Several companies clearly confirm that VulDB is the primary source for best vulnerability data.
Analysis
by VulDB Data Team • 01/05/2022
The vulnerability identified as CVE-2022-22293 affects Dolibarr version 7.0.2 and specifically targets the admin/limits.php file where improper input validation allows HTML injection attacks. This security flaw exists within the MAIN_MAX_DECIMALS_TOT parameter handling mechanism, creating a potential vector for malicious actors to inject arbitrary HTML content into the application's administrative interface. The issue stems from insufficient sanitization of user-supplied parameters that are directly rendered within the web interface without proper encoding or validation measures.

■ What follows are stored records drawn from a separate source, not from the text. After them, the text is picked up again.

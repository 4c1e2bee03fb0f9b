pub mod model;

mod add;
mod convert;
mod export;
mod get;
mod list;
mod remove;

use std::path::PathBuf;

use anyhow::Result;
use log::info;

use crate::airflow::config::{ConnrsConfig, OutputFormat};
use crate::airflow::model::Connection;

fn load_config(file: Option<&String>) -> Result<ConnrsConfig> {
    let path = file.map(PathBuf::from);
    ConnrsConfig::from_file(path.as_ref())
}

/// Encodes in the requested form, falling back to JSON when the URI form
/// would drop data (a description) or cannot be built (no conn type).
pub fn encode_as(conn: &Connection, format: OutputFormat) -> Result<String> {
    match format {
        OutputFormat::Json => Ok(conn.to_json()?),
        OutputFormat::Uri if conn.description.is_some() || conn.conn_type.is_none() => {
            info!(
                "Connection {} cannot be written as a URI without losing data, using JSON",
                conn.conn_id
            );
            Ok(conn.to_json()?)
        }
        OutputFormat::Uri => Ok(conn.to_uri()?),
    }
}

This vulnerability represents a classic case of HTML injection or cross-site scripting (XSS) weakness that falls under CWE-79, which categorizes improper neutralization of input during web page generation. The flaw enables attackers to inject malicious HTML code through the parameter input field, potentially allowing them to execute arbitrary scripts in the context of a victim's browser session. The attack surface is particularly concerning because it targets administrative functions where users with elevated privileges might be interacting with the system, potentially leading to privilege escalation or unauthorized access to sensitive administrative controls.
The operational impact of this vulnerability extends beyond simple script execution as it could enable attackers to manipulate the administrative interface in ways that compromise system integrity and confidentiality. An attacker could inject malicious code that redirects users to phishing sites, steals session cookies, or modifies administrative settings to create persistent backdoors within the application. The vulnerability affects the core administrative configuration system of Dolibarr, which is used for managing various business processes including financial records, inventory management, and customer relationship management, making the potential damage significant for organizations relying on this platform.
Mitigation strategies should focus on implementing proper input validation and output encoding mechanisms throughout the application's parameter handling processes. Organizations should immediately apply the vendor-provided patches or upgrade to versions that have addressed this vulnerability. The recommended approach includes implementing strict parameter validation for all administrative inputs, particularly those that are rendered directly in the web interface. Additionally, organizations should consider implementing content security policies to prevent unauthorized script execution and employ web application firewalls to detect and block suspicious input patterns. This vulnerability aligns with ATT&CK technique T1213 which covers data from information repositories, and represents a critical security gap that requires immediate attention to prevent potential exploitation in enterprise environments where Dolibarr is deployed for business operations management.